今月のお買いもの、平成28年5月にディスクユニオン新宿クラシック館にて購入しました、ヴィオッティのヴァイオリン協奏曲全集を取り上げています。今回は第9集を取り上げます。
第9集には第22番、第24番、第28番の3曲が収録されています。特に第22番はウィキでも説明があるほど有名で、作品としてもすぐれたものです。
ヴァイオリン協奏曲第22番 (ヴィオッティ)
https://ja.wikipedia.org/wiki/%E3%83%B4%E3%82%A1%E3%82%A4%E3%82%AA%E3%83%AA%E3%83%B3%E5%8D%94%E5%A5%8F%E6%9B%B2%E7%AC%AC22%E7%95%AA_(%E3%83%B4%E3%82%A3%E3%82%AA%E3%83%83%E3%83%86%E3%82%A3)
以前、このブログでも取り上げたこの第22番は、実に堂々とした、陰影の深い作品です。ここまで聴きますと、第19番までと第20番以降だと、幾分作風に差があるように思われます。
この第22番はロンドンで作曲されたという背景から、保守的な雰囲気を漂わせますが、それでも短調のせいなのか、気品が感じられるが特徴です。
それは続く第24番でも同じであり、むしろ気品はさらに深くなっているように思います。第28番になりますとさらに深くなります。
ながいオケの前奏など、堂々とした作品が多いこの第9集ですが、3曲とも短調というのも興味深いです。第22番があるいは1798年の作曲となりますと、それはベートーヴェンに多大な影響を与えたであろうと想像できます。

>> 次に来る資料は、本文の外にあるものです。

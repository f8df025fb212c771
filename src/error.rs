// SPDX-License-Identifier: AGPL-3.0-or-later
//
// Copyright (C) 2026 Relational Network

use axum::{
    extract::rejection::{JsonRejection, QueryRejection},
    http::StatusCode,
    response::{IntoResponse, Response},
    Json,
};
use serde::Serialize;

use crate::storage::StorageError;

#[derive(Debug)]
pub struct ApiError {
    pub status: StatusCode,
    pub message: String,
}

#[derive(Serialize)]
struct ErrorBody {
    error: String,
}

impl ApiError {
    pub fn new(status: StatusCode, message: impl Into<String>) -> Self {
        Self {
            status,
            message: message.into(),
        }
    }

    pub fn bad_request(message: impl Into<String>) -> Self {
        Self::new(StatusCode::BAD_REQUEST, message)
    }

    pub fn unauthorized(message: impl Into<String>) -> Self {
        Self::new(StatusCode::UNAUTHORIZED, message)
    }

    pub fn forbidden(message: impl Into<String>) -> Self {
        Self::new(StatusCode::FORBIDDEN, message)
    }

    pub fn not_found(message: impl Into<String>) -> Self {
        Self::new(StatusCode::NOT_FOUND, message)
    }

    pub fn conflict(message: impl Into<String>) -> Self {
        Self::new(StatusCode::CONFLICT, message)
    }

    /// Log `detail` and answer with a generic 500.
    pub fn internal(detail: impl std::fmt::Display) -> Self {
        tracing::error!(error = %detail, "Internal server error");
        Self::new(StatusCode::INTERNAL_SERVER_ERROR, "Internal server error")
    }
}

impl From<StorageError> for ApiError {
    fn from(err: StorageError) -> Self {
        match err {
            StorageError::NotFound(_) => Self::not_found(err.to_string()),
            StorageError::AlreadyExists(_) => Self::conflict(err.to_string()),
            StorageError::ForeignKey(_)
            | StorageError::InvalidTransition(_)
            | StorageError::Validation(_) => Self::bad_request(err.to_string()),
            other => Self::internal(other),
        }
    }
}

impl From<JsonRejection> for ApiError {
    fn from(rejection: JsonRejection) -> Self {
        Self::bad_request(rejection.body_text())
    }
}

impl From<QueryRejection> for ApiError {
    fn from(rejection: QueryRejection) -> Self {
        Self::bad_request(rejection.body_text())
    }
}

impl IntoResponse for ApiError {
    fn into_response(self) -> Response {
        let body = Json(ErrorBody {
            error: self.message,
        });
        (self.status, body).into_response()
    }
}
// SPDX-License-Identifier: AGPL-3.0-or-later
//
// Copyright (C) 2026 Relational Network

//! Per-state, per-year fraud statistics.
//!
//! Rows are keyed `CODE:YEAR`. Case creation and resolution adjust them in
//! the same transaction as the case write; admins may also overwrite the
//! baseline figures.

use chrono::{DateTime, Utc};
use redb::WriteTransaction;
use serde::{Deserialize, Serialize};
use utoipa::{IntoParams, ToSchema};

use super::super::database::{
    get_json, put_json, Database, Record, StorageError, StorageResult, STATE_STATS,
};
use crate::models::{lookup_state, validate_amount};

#[derive(Debug, Clone, Serialize, Deserialize, ToSchema)]
pub struct StateFraudStats {
    /// `CODE:YEAR`
    pub id: String,
    pub state_code: String,
    pub state_name: String,
    pub year: i32,
    pub total_cases: u64,
    pub total_amount_lost: f64,
    pub resolved_cases: u64,
    pub amount_recovered: f64,
    pub updated_at: DateTime<Utc>,
}

impl Record for StateFraudStats {
    fn id(&self) -> &str {
        &self.id
    }
}

impl StateFraudStats {
    fn empty(code: &'static str, name: &'static str, year: i32, now: DateTime<Utc>) -> Self {
        Self {
            id: stats_key(code, year),
            state_code: code.to_string(),
            state_name: name.to_string(),
            year,
            total_cases: 0,
            total_amount_lost: 0.0,
            resolved_cases: 0,
            amount_recovered: 0.0,
            updated_at: now,
        }
    }

    /// Share of cases resolved, 0.0 when there are none.
    pub fn resolution_rate(&self) -> f64 {
        if self.total_cases == 0 {
            0.0
        } else {
            self.resolved_cases as f64 / self.total_cases as f64
        }
    }
}

/// Admin-supplied figures for one state and year.
#[derive(Debug, Clone, Deserialize, ToSchema)]
pub struct StatsBaseline {
    pub year: i32,
    pub total_cases: u64,
    pub total_amount_lost: f64,
    pub resolved_cases: u64,
    #[serde(default)]
    pub amount_recovered: f64,
}

impl StatsBaseline {
    fn validate(&self) -> Result<(), String> {
        if !(2000..=2100).contains(&self.year) {
            return Err("year must be between 2000 and 2100".to_string());
        }
        if self.resolved_cases > self.total_cases {
            return Err("resolved_cases cannot exceed total_cases".to_string());
        }
        validate_amount("total_amount_lost", self.total_amount_lost)?;
        validate_amount("amount_recovered", self.amount_recovered)
    }
}

#[derive(Debug, Clone, Default, Deserialize, IntoParams)]
pub struct StatsFilter {
    pub year: Option<i32>,
}

/// National totals across states.
#[derive(Debug, Clone, Default, Serialize, ToSchema)]
pub struct NationalTotals {
    pub total_cases: u64,
    pub total_amount_lost: f64,
    pub resolved_cases: u64,
    pub amount_recovered: f64,
}

fn stats_key(code: &str, year: i32) -> String {
    format!("{code}:{year}")
}

fn resolve_state(code: &str) -> StorageResult<(&'static str, &'static str)> {
    lookup_state(code).ok_or_else(|| StorageError::Validation(format!("unknown state code {code}")))
}

fn load_or_empty(
    txn: &WriteTransaction,
    code: &str,
    year: i32,
    now: DateTime<Utc>,
) -> StorageResult<StateFraudStats> {
    let (code, name) = resolve_state(code)?;
    let table = txn.open_table(STATE_STATS)?;
    let row = get_json(&table, &stats_key(code, year))?;
    Ok(row.unwrap_or_else(|| StateFraudStats::empty(code, name, year, now)))
}

/// Count a newly opened case.
pub(crate) fn record_case(
    txn: &WriteTransaction,
    state_code: &str,
    year: i32,
    amount_lost: f64,
    now: DateTime<Utc>,
) -> StorageResult<()> {
    let mut stats = load_or_empty(txn, state_code, year, now)?;
    stats.total_cases += 1;
    stats.total_amount_lost += amount_lost;
    stats.updated_at = now;
    put_json(txn, STATE_STATS, &stats)
}

/// Count a case reaching `resolved` or `closed` for the first time.
pub(crate) fn record_resolution(
    txn: &WriteTransaction,
    state_code: &str,
    year: i32,
    now: DateTime<Utc>,
) -> StorageResult<()> {
    let mut stats = load_or_empty(txn, state_code, year, now)?;
    stats.resolved_cases += 1;
    stats.updated_at = now;
    put_json(txn, STATE_STATS, &stats)
}

pub struct StateStatsRepository<'a> {
    db: &'a Database,
}

impl<'a> StateStatsRepository<'a> {
    pub fn new(db: &'a Database) -> Self {
        Self { db }
    }

    /// Sorted by total cases, highest first.
    pub fn list(&self, filter: &StatsFilter) -> StorageResult<Vec<StateFraudStats>> {
        let mut rows: Vec<StateFraudStats> = self.db.fetch_all(STATE_STATS)?;
        rows.retain(|s| filter.year.is_none_or(|y| s.year == y));
        rows.sort_by(|a, b| {
            b.total_cases
                .cmp(&a.total_cases)
                .then_with(|| a.state_code.cmp(&b.state_code))
                .then_with(|| b.year.cmp(&a.year))
        });
        Ok(rows)
    }

    /// All years for one state, newest first.
    pub fn for_state(&self, code: &str) -> StorageResult<Vec<StateFraudStats>> {
        let (code, _) = lookup_state(code)
            .ok_or_else(|| StorageError::NotFound(format!("state {code}")))?;
        let mut rows: Vec<StateFraudStats> = self.db.fetch_all(STATE_STATS)?;
        rows.retain(|s| s.state_code == code);
        rows.sort_by(|a, b| b.year.cmp(&a.year));
        Ok(rows)
    }

    pub fn totals(&self, filter: &StatsFilter) -> StorageResult<NationalTotals> {
        Ok(self
            .list(filter)?
            .iter()
            .fold(NationalTotals::default(), |mut acc, s| {
                acc.total_cases += s.total_cases;
                acc.total_amount_lost += s.total_amount_lost;
                acc.resolved_cases += s.resolved_cases;
                acc.amount_recovered += s.amount_recovered;
                acc
            }))
    }

    /// Overwrite the figures for one state and year.
    pub fn upsert_baseline(&self, code: &str, baseline: StatsBaseline) -> StorageResult<StateFraudStats> {
        let (code, name) = lookup_state(code)
            .ok_or_else(|| StorageError::NotFound(format!("state {code}")))?;
        baseline.validate().map_err(StorageError::Validation)?;
        let now = Utc::now();
        let stats = StateFraudStats {
            id: stats_key(code, baseline.year),
            state_code: code.to_string(),
            state_name: name.to_string(),
            year: baseline.year,
            total_cases: baseline.total_cases,
            total_amount_lost: baseline.total_amount_lost,
            resolved_cases: baseline.resolved_cases,
            amount_recovered: baseline.amount_recovered,
            updated_at: now,
        };
        self.db.write(|txn| put_json(txn, STATE_STATS, &stats))?;
        Ok(stats)
    }
}

#[cfg(test)]
mod tests {
    use super::*;

    #[test]
    fn counters_accumulate_per_state_and_year() {
        let db = Database::in_memory().unwrap();
        let now = Utc::now();
        db.write(|txn| {
            record_case(txn, "ka", 2025, 1000.0, now)?;
            record_case(txn, "KA", 2025, 500.0, now)?;
            record_case(txn, "KA", 2024, 10.0, now)?;
            record_resolution(txn, "KA", 2025, now)
        })
        .unwrap();

        let repo = StateStatsRepository::new(&db);
        let ka = repo.for_state("ka").unwrap();
        assert_eq!(ka.len(), 2);
        assert_eq!(ka[0].year, 2025);
        assert_eq!(ka[0].total_cases, 2);
        assert_eq!(ka[0].total_amount_lost, 1500.0);
        assert_eq!(ka[0].resolved_cases, 1);
        assert_eq!(ka[0].state_name, "Karnataka");
        assert_eq!(ka[0].resolution_rate(), 0.5);

        let totals = repo.totals(&StatsFilter { year: Some(2025) }).unwrap();
        assert_eq!(totals.total_cases, 2);
    }

    #[test]
    fn unknown_state_is_rejected() {
        let db = Database::in_memory().unwrap();
        let err = db
            .write(|txn| record_case(txn, "ZZ", 2025, 1.0, Utc::now()))
            .unwrap_err();
        assert!(matches!(err, StorageError::Validation(_)));
        assert!(matches!(
            StateStatsRepository::new(&db).for_state("ZZ"),
            Err(StorageError::NotFound(_))
        ));
    }

    #[test]
    fn baseline_overwrites_and_validates() {
        let db = Database::in_memory().unwrap();
        let repo = StateStatsRepository::new(&db);
        let stats = repo
            .upsert_baseline(
                "MH",
                StatsBaseline {
                    year: 2024,
                    total_cases: 120,
                    total_amount_lost: 5_000_000.0,
                    resolved_cases: 30,
                    amount_recovered: 250_000.0,
                },
            )
            .unwrap();
        assert_eq!(stats.id, "MH:2024");

        let bad = StatsBaseline {
            year: 2024,
            total_cases: 1,
            total_amount_lost: 0.0,
            resolved_cases: 2,
            amount_recovered: 0.0,
        };
        assert!(matches!(
            repo.upsert_baseline("MH", bad),
            Err(StorageError::Validation(_))
        ));
    }
}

それが例えば、ベートーヴェンのヴァイオリン協奏曲では長いオケの演奏につながっているとすれば、納得する部分もあります。勿論確証はないのですが、ピアノ協奏曲に置いては、オケが一発奏したあといきなり出るなど(第5番「皇帝」)、様々な形がありますがヴァイオリン協奏曲に置いては一つしか書いていないという点もありますが、比較的それ以前の様式の域を出ず、むしろ和声で新しさを表現したという部分があります。それはヴィオッティの影響とみることも可能です。
だとすれば、これら3曲が音楽史において占める位置は極めて重要だと言えます。実際、この3曲はどれも整っており、聴いていて美しさが際立ちます。
演奏は第3集からのコンビであるメッツェーナ、シンフォニア・ペルシナ。メッツェーナの独奏と指揮という、バロック的な編成をモダンでひっさげたこのコンビは、この第9集でも素晴らしい「綾」を紡ぎ出しています。ヴァイオリンは甘く、その上豊潤で、その点ではすでに古典派を通りこしてロマン派の域に入っています。メッツェーナはヴィオッティの音楽に存在する2面性、古典的な部分と先進的な部分の同居を、見事に暴いたと言えるでしょう。
第28番では神々しさすらあるこの演奏は、ベートーヴェンが評価した人の作品なのだということを、私たちに実に明確に突きつけています。
聴いているCD
ジョヴァンニ・バッティスタ・ヴィオッティ作曲
ヴァイオリン協奏曲第22番イ短調W22/G97
ヴァイオリン協奏曲第24番ロ短調W24/G105
ヴァイオリン協奏曲第28番イ短調W28/G143
フランコ・メッツェーナ(ヴァイオリン、指揮)
シンフォニア・ペルシナ
(Dynamic CDS498-9)
地震および津波により被害にあわれた方へお見舞い申し上げますとともに、亡くなられた方のご冥福をお祈りいたします。同時に原発の被害を食い止めようと必死になられているすべての方に、感謝申し上げます。